Oh yeah one more thing do you know where i can get some RUBs fromcant seem to find any its not helping as im not sure what they look like ive tryed searching for them through google but i just keep getting rubs for cooking and other things lol thanks for your time and sorry to bother you with simple silly things i should know :blush:


Thank you both very much for your replys and advice much appreciated :2thumb::no1:


----------



## quadrapop (Sep 20, 2008)

No bother and good luck with them. Might be wise to get some vermiculite if your expecting more eggs. Theres also plenty different home made incubators that are cheap and easy to make. Just make sure your femalse gets plenty calcium and food over this time.


----------



## Martin Larkin (Sep 1, 2011)

quadrapop said:


> No bother and good luck with them. Might be wise to get some vermiculite if your expecting more eggs. Theres also plenty different home made incubators that are cheap and easy to make. Just make sure your femalse gets plenty calcium and food over this time.


Iv checked in my local pet shops but none of them stock vermiculite im not sure if she has any more she doesnt look big again yet and its been a few weeks since the last 2 she has been well fed i hand feed her a few extra cickets (dusted) to make sure she getting enough 
Thanks


----------



## quadrapop (Sep 20, 2008)

Martin Larkin said:


> Iv checked in my local pet shops but none of them stock vermiculite im not sure if she has any more she doesnt look big again yet and its been a few weeks since the last 2 she has been well fed i hand feed her a few extra cickets (dusted) to make sure she getting enough
> Thanks



I think you can get it in homebase too


----------



## Martin Larkin (Sep 1, 2011)

Yeeehaaa lol they hatched got 2 cute babys now they both hatched with in 24 hours of eachother.
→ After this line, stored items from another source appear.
// Application state module
// Process-lifetime immutable state shared across connections

use hyper::body::Bytes;

use super::types::Config;

/// Application state.
///
/// Everything here is read-only after startup; requests share it through
/// an `Arc` with no locking.
pub struct AppState {
    pub config: Config,
    /// Page bytes served verbatim for GET /
    pub homepage: Bytes,
}

impl AppState {
    pub const fn new(config: Config, homepage: Bytes) -> Self {
        Self { config, homepage }
    }
}
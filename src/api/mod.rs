// API module entry
// Query validation and echo for the /api/dados endpoint

mod handlers;
mod response;
mod types;

pub use handlers::handle_dados;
Im even more made up about it because people said I wouldnt get them to hatch :whip::notworthy::2thumb:: victory:


----------



## ex0tics (Jun 9, 2009)

Nope, glad to hear two have hatched


----------



## markn (Jul 29, 2010)

Martin Larkin said:


> Yeeehaaa lol they hatched got 2 cute babys now they both hatched with in 24 hours of eachother. Im even more made up about it because people said I wouldnt get them to hatch :whip::notworthy::2thumb:: victory:


Pics or you're lying. Lol.
Big congrats mate, it's a buzz hatching your first eggs and a big shock when they first scream and snap at you. 
2 bits of advice I'd give a first timer. Put kitchen towel everywhere in the rub/viv they will poo everywhere. It's also surprising how much they eat I keep loads of micro mealies in my viv with dusted veg so they are permanently loading.
Don't forget the pics. :2thumb:


----------



## Martin Larkin (Sep 1, 2011)

would love to put some pics on but sadly i dont have a cam not even on my phone :blush: yeah feel like a kid on xmas day lol I already put plenty of loo roll down didnt have any kitchen roll and got them some 2nd crickets that i will dust before i put any in thank you all for your advice everyone on here been a big help. Yeah it freaked me out first time it screemed and snapped at me lol cant wait to hold them lol 

Whats the best age to start getting them used to being handled and how old should the be before i can put them together and pass them on?


----------



## markn (Jul 29, 2010)

Mine are 2 weeks now and have been handled daily since tues. I wouldn't rehome them until they are over 18 grams in weight.


----------



## Martin Larkin (Sep 1, 2011)

ok thanks again they are angry little so an so's lol.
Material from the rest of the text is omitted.